William Remington's trial began in January 1951. Roy Cohn, joined the prosecution's legal team. He pointed out that the main witness against William Remington was his former wife, Ann Remington. She explained that her husband had joined the CP in 1937. Ann also testified that he had been in contact with both Elizabeth Bentley and Jacob Golos. "Elizabeth Bentley later supplied a wealth of detail about Remington's involvement with her and the espionage conspiracy. Remington's defense was that he had never handled any classified material, hence could not have given any to Miss Bentley. But she remembered all the facts about the rubber-from-garbage invention. We had searched through the archives and discovered the files on the process. We also found the aircraft schedules, which were set up exactly as she said, and inter office memos and tables of personnel which proved Remington had access to both these items. We also discovered Remington's application for a naval commission in which he specifically pointed out that he was, in his present position with the Commerce Department, entrusted with secret military information involving airplanes, armaments, radar, and the Manhattan Project (the atomic bomb)."
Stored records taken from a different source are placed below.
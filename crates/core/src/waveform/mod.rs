use serde::{Deserialize, Serialize};

use crate::{AudioBuffer, BitwaveError, Result};

/// Min and max sample values for a range of frames.
#[derive(Debug, Clone, Copy, PartialEq, Default, Serialize, Deserialize)]
pub struct Peak {
    pub min: f32,
    pub max: f32,
}

impl Peak {
    pub fn new(min: f32, max: f32) -> Self {
        Self { min, max }
    }
}

/// Reduces one channel to exactly `target_width` min/max pairs.
///
/// The channel is split into `target_width` segments of
/// `frame_count / target_width` frames, the last one absorbing the remainder.
/// Segments without frames, which occur when the buffer is shorter than the
/// width, report `(0, 0)`.
pub fn summarize(
    buffer: &AudioBuffer,
    channel_index: usize,
    target_width: usize,
) -> Result<Vec<Peak>> {
    if target_width == 0 {
        return Err(BitwaveError::InvalidArgument(
            "waveform width must be at least one".into(),
        ));
    }
    let channels = buffer.channels() as usize;
    if channel_index >= channels {
        return Err(BitwaveError::InvalidArgument(format!(
            "channel {channel_index} requested from a {channels}-channel buffer"
        )));
    }

    let frame_count = buffer.frame_count();
    let segment_size = frame_count / target_width;
    let samples = buffer.samples();

    let peaks = (0..target_width)
        .map(|segment| {
            let start = segment * segment_size;
            let end = if segment + 1 == target_width {
                frame_count
            } else {
                start + segment_size
            };
            let frames = &samples[start * channels..end * channels];
            segment_peak(frames.iter().skip(channel_index).step_by(channels).copied())
        })
        .collect();

    Ok(peaks)
}

fn segment_peak(samples: impl Iterator<Item = f32>) -> Peak {
    let mut min = f32::MAX;
    let mut max = f32::MIN;
    let mut seen = false;
    for s in samples {
        seen = true;
        if s < min {
            min = s;
        }
        if s > max {
            max = s;
        }
    }

    if seen {
        Peak { min, max }
    } else {
        Peak::default()
    }
}

#[cfg(test)]
mod tests {
    use super::*;

    fn buffer(samples: Vec<f32>, channels: u8) -> AudioBuffer {
        AudioBuffer::from_interleaved(samples, 44_100, channels).unwrap()
    }

    #[test]
    fn constant_buffer_has_flat_envelope() {
        let buffer = buffer(vec![0.25; 1000], 1);
        let peaks = summarize(&buffer, 0, 10).unwrap();

        assert_eq!(peaks.len(), 10);
        assert!(peaks.iter().all(|peak| *peak == Peak::new(0.25, 0.25)));
    }

    #[test]
    fn is_deterministic() {
        let samples = (0..997).map(|i| ((i * 31) % 17) as f32 / 17.0 - 0.5).collect();
        let buffer = buffer(samples, 1);

        let first = summarize(&buffer, 0, 10).unwrap();
        for _ in 0..5 {
            assert_eq!(summarize(&buffer, 0, 10).unwrap(), first);
        }
    }

    #[test]
    fn last_segment_absorbs_remainder() {
        let samples = (0..11).map(|i| i as f32).collect();
        let peaks = summarize(&buffer(samples, 1), 0, 3).unwrap();

        assert_eq!(
            peaks,
            vec![Peak::new(0.0, 2.0), Peak::new(3.0, 5.0), Peak::new(6.0, 10.0)]
        );
    }

    #[test]
    fn reads_only_the_requested_channel() {
        let samples = vec![1.0, -1.0, 2.0, -2.0, 3.0, -3.0, 4.0, -4.0];
        let buffer = buffer(samples, 2);

        assert_eq!(
            summarize(&buffer, 0, 2).unwrap(),
            vec![Peak::new(1.0, 2.0), Peak::new(3.0, 4.0)]
        );
        assert_eq!(
            summarize(&buffer, 1, 2).unwrap(),
            vec![Peak::new(-2.0, -1.0), Peak::new(-4.0, -3.0)]
        );
    }

    #[test]
    fn short_buffers_fill_with_zero_pairs() {
        let peaks = summarize(&buffer(vec![0.5, -0.5], 1), 0, 4).unwrap();
        assert_eq!(
            peaks,
            vec![
                Peak::default(),
                Peak::default(),
                Peak::default(),
                Peak::new(-0.5, 0.5)
            ]
        );

        let empty = summarize(&buffer(Vec::new(), 2), 1, 3).unwrap();
        assert_eq!(empty, vec![Peak::default(); 3]);
    }

    #[test]
    fn rejects_bad_arguments() {
        let buffer = buffer(vec![0.0; 8], 2);
        assert!(matches!(
            summarize(&buffer, 0, 0),
            Err(BitwaveError::InvalidArgument(_))
        ));
        assert!(matches!(
            summarize(&buffer, 2, 4),
            Err(BitwaveError::InvalidArgument(_))
        ));
    }
}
During the trial eleven witnesses claimed they knew Remington was a communist. This included Elizabeth Bentley, Ann Remington, Professor Howard Bridgeman of Tufts University, Kenneth McConnell, an Communist organizer in Knoxville, Rudolph Bertram and Christine Benson, who worked with him at the Tennessee Valley Authority and Paul Crouch who provided him with copies of the southern edition of the communist newspaper, the Daily Worker.

Remington was convicted after a seven-week trial. Judge Gregory E. Noonan handed down a sentence of five years - the maximum for perjury - noting that Remington's act of perjury had involved disloyalty to his country. One newspaper reported: "William W. Remington now joins the odiferous list of young Communist punks who wormed their way upward in the Government under the New Deal. He was sentenced to five years in prison, and he should serve every minute of it. In Russia, he would have been shot without trial."

Elizabeth Bentley decided to write her biography. She was aware that Louis Budenz had made a considerable amount of money of his book, This is My Story (1947), about his life as an uncover agent. Her book, Out of Bondage, was serialised in McCall's Magazine in June 1951. Some people objected to her making money from her crimes. Others complained that the articles glorified treason and espionage.

In the articles Bentley blamed her behaviour on Jacob Golos. She argued that she was under the dominant influence of her "husband". It has been argued by Kathryn S. Olmsted that "her self-constructed image helped to defect blame: she had, after all, done only what Yasha (Jacob Golos) had asked her to. How could she know it was wrong? She did certainly follow the lead of her lovers in political matters. Moreover, she had frequently allowed men to take advantage of her - though, ironically, Yasha treated her better than any of her other lovers."

Elizabeth Bentley
Elizabeth Bentley testifying in July 1948.